Todo lo bueno y todo lo malo que se pueda proclamar —a decir verdad, basta con leer el exhaustivo compendio de las diversas razones pro y contra en Bonafé-Schmitt[9] y en Roger Matthews[10]— de la restorative justice[11] se juega en torno a que originaria y primitivamente se fundaba sobre un modelo consensual contra uno conflictual de las relaciones sociales. Las simpatías y las desconfianzas, los amores y los odios que nos dividen frente a esta experiencia radican en sustancia en este punto decisivo. Pero la cuestión también puede presentarse de otra manera. Se puede convenir que la “otra” justicia (que no es propiamente “justicia”, y tampoco le apetece serlo) tiene éxito en la gestión de las situaciones problemáticas que se construyen socialmente, y que son advertidas por los actores sociales involucrados, como “malestar” y “sufrimiento”, y no como “conflictos”. En suma, áreas de desorden “no conflictivas” o de algún modo de “conflictualidad contenida”. Situaciones ciertamente problemáticas, a menudo productoras también de gran sufrimiento y de amplio malestar en los actores sociales involucrados, pero que socialmente no son percibidas como “amenazantes ” y “contestatarias” de la hegemonía del orden normativo estatal sobre el cual se basa el pacto de ciudadanía. Como padre de una hija fallecida en un accidente de tránsito en la locura del sábado a la noche, puedo hallar satisfacción más fácilmente en un proceso mediatorio con el desgraciado joven (cuando sea posible presumir su arrepentimiento ), que en la hipótesis de que mi hija haya sido asesinada en un tiroteo en un asalto; o bien en la hipótesis de que haya sido deliberadamente asesinada porque era testigo involuntario de un delito de la mafia. Aún menos la hallaría en la hipótesis de que haya sido “ajusticiada” por un grupo de fanáticos islámicos porque llevaba una minifalda. Y sin embargo, el sufrimiento de lo perdido es en todos los casos inconmensurablemente el mismo.

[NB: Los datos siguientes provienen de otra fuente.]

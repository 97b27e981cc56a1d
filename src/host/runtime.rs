use serde_json::Value;

use crate::types::errors::StoreError;

/// Host-provided access to persistent storage.
///
/// Access can be revoked at any moment without notice (for example when
/// the extension is reloaded while a page is open), so callers check
/// [`is_context_valid`](PrivilegeLayer::is_context_valid) around every store call.
#[allow(async_fn_in_trait)]
pub trait PrivilegeLayer {
    /// Stable identifier of the running extension; `None` once revoked.
    fn extension_id(&self) -> Option<String>;

    /// Liveness check: can we still call host services?
    fn is_context_valid(&self) -> bool {
        self.extension_id().is_some_and(|id| !id.is_empty())
    }

    /// Reads the value stored under `key`.
    async fn get(&self, key: &str) -> Result<Option<Value>, StoreError>;

    /// Replaces the value stored under `key`.
    async fn set(&self, key: &str, value: Value) -> Result<(), StoreError>;
}
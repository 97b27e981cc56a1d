//! Log output for hosts embedding Highlight Saver.
//!
//! The crate only emits `tracing` events; installing a subscriber is left to
//! the host. [`init`] is the default choice.

/// Installs a compact fmt subscriber. Safe to call more than once; later
/// calls (or an already-installed subscriber) win silently.
pub fn init() {
    let _ = tracing_subscriber::fmt()
        .with_target(false)
        .compact()
        .try_init();
}
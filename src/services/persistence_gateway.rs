//! Persistence Gateway for Highlight Saver.
//!
//! Wraps every read and write of the highlight collection. The collection
//! is a single JSON array stored under [`HIGHLIGHTS_KEY`] and is always
//! replaced as a whole: read, modify in memory, write back.
//!
//! Two pages saving at the same moment can therefore lose one of the two
//! updates (last write wins on the whole value). That race is accepted; the
//! store offers no per-item append.

use serde_json::Value;
use tracing::{debug, info, warn};

use crate::host::runtime::PrivilegeLayer;
use crate::types::errors::{SaveError, StoreError};
use crate::types::highlight::{Collection, SavedHighlight, HIGHLIGHTS_KEY};

/// Named points at which privileges are re-checked during a save.
#[derive(Debug, Clone, Copy, PartialEq, Eq)]
pub enum Checkpoint {
    BeforeRead,
    AfterRead,
    BeforeWrite,
}

impl Checkpoint {
    fn as_str(self) -> &'static str {
        match self {
            Checkpoint::BeforeRead => "before_read",
            Checkpoint::AfterRead => "after_read",
            Checkpoint::BeforeWrite => "before_write",
        }
    }
}

/// Collection access through a host privilege layer.
pub struct PersistenceGateway<R: PrivilegeLayer> {
    runtime: R,
}

impl<R: PrivilegeLayer> PersistenceGateway<R> {
    pub fn new(runtime: R) -> Self {
        Self { runtime }
    }

    /// Liveness of the underlying privilege layer.
    pub fn is_context_valid(&self) -> bool {
        self.runtime.is_context_valid()
    }

    fn checkpoint(&self, at: Checkpoint) -> Result<(), SaveError> {
        if self.runtime.is_context_valid() {
            Ok(())
        } else {
            warn!(checkpoint = at.as_str(), "privileges lost during save");
            Err(SaveError::PrivilegeInvalidated)
        }
    }

    /// Reads the whole collection. A missing or null value is an empty collection.
    pub async fn load_collection(&self) -> Result<Collection, StoreError> {
        match self.runtime.get(HIGHLIGHTS_KEY).await? {
            None | Some(Value::Null) => Ok(Collection::new()),
            Some(value) => Ok(serde_json::from_value(value)?),
        }
    }

    /// Replaces the whole collection.
    pub async fn write_collection(&self, collection: &Collection) -> Result<(), StoreError> {
        let value = serde_json::to_value(collection)?;
        self.runtime.set(HIGHLIGHTS_KEY, value).await
    }

    /// Prepends `item` to the collection and writes it back.
    ///
    /// Privileges are checked before the read, after the read and before the
    /// write; the write result itself is the final check. There is no retry:
    /// any failure ends the attempt. Returns the new collection length.
    pub async fn append(&self, item: SavedHighlight) -> Result<usize, SaveError> {
        if item.text.trim().is_empty() {
            return Err(SaveError::UnexpectedException(
                "refusing to save an empty highlight".to_string(),
            ));
        }

        self.checkpoint(Checkpoint::BeforeRead)?;
        let mut collection = self.load_collection().await?;
        self.checkpoint(Checkpoint::AfterRead)?;

        let id = item.id;
        collection.insert(0, item);
        debug!(id, len = collection.len(), "prepended highlight");

        self.checkpoint(Checkpoint::BeforeWrite)?;
        self.write_collection(&collection).await?;

        info!(id, total = collection.len(), "highlight saved");
        Ok(collection.len())
    }
}
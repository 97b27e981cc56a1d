use chrono::{Local, Utc};

/// Source of capture-time readings.
pub trait Clock {
    /// Milliseconds since the Unix epoch; doubles as the highlight id.
    fn now_millis(&self) -> i64;
    /// Current date formatted for display.
    fn locale_date(&self) -> String;
}

/// Wall clock in the local timezone.
#[derive(Debug, Clone, Copy, Default)]
pub struct SystemClock;

impl Clock for SystemClock {
    fn now_millis(&self) -> i64 {
        Utc::now().timestamp_millis()
    }

    fn locale_date(&self) -> String {
        // en-US short date, e.g. 3/7/2025
        Local::now().format("%-m/%-d/%Y").to_string()
    }
}
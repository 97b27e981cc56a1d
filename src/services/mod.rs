// Highlight Saver services
// Services wrap the store and render the save affordance.

pub mod affordance_renderer;
pub mod extension_runtime;
pub mod persistence_gateway;
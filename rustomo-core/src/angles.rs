//! Rotation angle sequence.

use crate::params::{AcquisitionParams, ParamField};
use crate::{Error, Result};

/// Evenly spaced angles over `[0, scan_range]`, both ends included.
///
/// The last element is exactly `scan_range`. A single angle is `[0.0]`.
#[must_use]
#[allow(clippy::cast_precision_loss)]
pub fn angle_sequence(scan_range: f64, count: usize) -> Vec<f64> {
    match count {
        0 => Vec::new(),
        1 => vec![0.0],
        _ => {
            let step = scan_range / (count - 1) as f64;
            let mut angles: Vec<f64> = (0..count).map(|i| i as f64 * step).collect();
            angles[count - 1] = scan_range;
            angles
        }
    }
}

/// Angle sequence derived from collected parameters.
///
/// # Errors
/// Returns [`Error::MissingParameter`] naming the first absent field, or
/// [`Error::MalformedMetadata`] if a field was rejected during the walk or
/// the count does not fit in memory.
pub fn theta_from_params(params: &AcquisitionParams) -> Result<Vec<f64>> {
    let scan_range = params.require_scan_range()?;
    let count = params.require_angle_count()?;
    let count = usize::try_from(count).map_err(|_| Error::MalformedMetadata {
        path: ParamField::AngleCount.to_string(),
        reason: format!("{count} angles exceed the addressable range"),
    })?;
    Ok(angle_sequence(scan_range, count))
}

#[cfg(test)]
mod tests {
    use super::*;
    use approx::assert_relative_eq;

    #[test]
    fn test_endpoints_and_length() {
        let angles = angle_sequence(180.0, 100);
        assert_eq!(angles.len(), 100);
        assert_relative_eq!(angles[0], 0.0);
        assert!((angles[99] - 180.0).abs() < f64::EPSILON);
        assert!(angles.windows(2).all(|w| w[0] <= w[1]));
    }

    #[test]
    fn test_uniform_spacing() {
        let angles = angle_sequence(360.0, 5);
        assert_eq!(angles.len(), 5);
        for (angle, expected) in angles.iter().zip([0.0, 90.0, 180.0, 270.0, 360.0]) {
            assert_relative_eq!(*angle, expected, epsilon = 1e-12);
        }
    }

    #[test]
    fn test_last_angle_exact_for_awkward_ranges() {
        for count in [3_usize, 7, 901, 1501] {
            let angles = angle_sequence(179.7, count);
            assert_eq!(angles.len(), count);
            assert!((angles[count - 1] - 179.7).abs() < f64::EPSILON);
            assert!(angles.windows(2).all(|w| w[0] <= w[1]));
        }
    }

    #[test]
    fn test_degenerate_counts() {
        assert!(angle_sequence(180.0, 0).is_empty());
        assert_eq!(angle_sequence(180.0, 1), vec![0.0]);
    }

    #[test]
    fn test_theta_requires_both_parameters() {
        let mut params = AcquisitionParams::new();
        params.angle_count = Some(10);
        assert_eq!(
            theta_from_params(&params).unwrap_err(),
            Error::MissingParameter(ParamField::ScanRange)
        );

        params.angle_count = None;
        params.scan_range = Some(180.0);
        assert_eq!(
            theta_from_params(&params).unwrap_err(),
            Error::MissingParameter(ParamField::AngleCount)
        );

        params.angle_count = Some(10);
        assert_eq!(theta_from_params(&params).unwrap().len(), 10);
    }
}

El espacio de practicabilidad de una “gestión del conflicto entre las partes privadas” tiene por lo tanto relación con cuán establemente sea percibida la estructura social y, en otras palabras, con la medida en que la determinada situación problemática sea sufrida sólo “privadamente”. Y es de otro modo significativo que los contextos nacionales donde por primera y más difusamente se ha desarrollado la experiencia de la mediación social sean aquellos en los cuales la estructura y el orden social son fuertemente compartidos por la gente, como en Canadá y en los países escandinavos; o bien aquellos, como Estados Unidos, en donde, por razones ciertamente bastante diferentes —si no opuestas— culturalmente el Estado es bastante débil o resulta directamente ausente, y antropológicamente el conflicto difícilmente deviene “público”. Como penalista, teniendo en mente el preclaro ensayo que Sbriccoli[12] publicara hace algunos años sobre el nacimiento del Derecho penal moderno, me parece que puedo expresarme del siguiente modo: el espacio histórico y político de practicabilidad de una solución “sólo entre las partes” del conflicto está en proporción directa a la distancia del conflicto con la construcción social del hecho como crimen laesae maiestatis.
III. Pero la mediación penal en el sistema de justicia de menores italiana es sin embargo otra cosa. “Otra” significa que ha pasado mucha agua debajo del puente desde aquella situación, descripta más arriba, de producción social de un orden ante la crisis del sistema legal. A aquel primer proceso siguió uno de signo opuesto: el intento del sistema legal de re-apropiarse, de “incluir” dentro de los confines de la legalidad formal, lo que se había ido instalando por afuera. Los modelos concretados de mediación penal hoy dominantes y a los cuales también nuestro sistema de justicia penal de menores parece —con tardío interés— mirar con simpatía, son aquellos de tipo “legal-profesional”[13]. A la dispersión sigue ahora la inclusión. Como pueden con razón exclamar los buenos historiadores del Derecho penal: “¡Historia conocida!”.
Por otro lado, las vías técnicas para alcanzar el fin de la “reapropiación” son al menos en apariencia fácilmente practicables: donde sea posible, en particular en los sistemas de justicia penal que se rigen por el ejercicio facultativo de la acción penal, la vía regia es la de la diversion procesal; de lo contrario, puede recorrerse la vía ciertamente más intransitable de las penas sustitutivas, o más aún, pasar por el ojo de la aguja de un uso atípico de la probation.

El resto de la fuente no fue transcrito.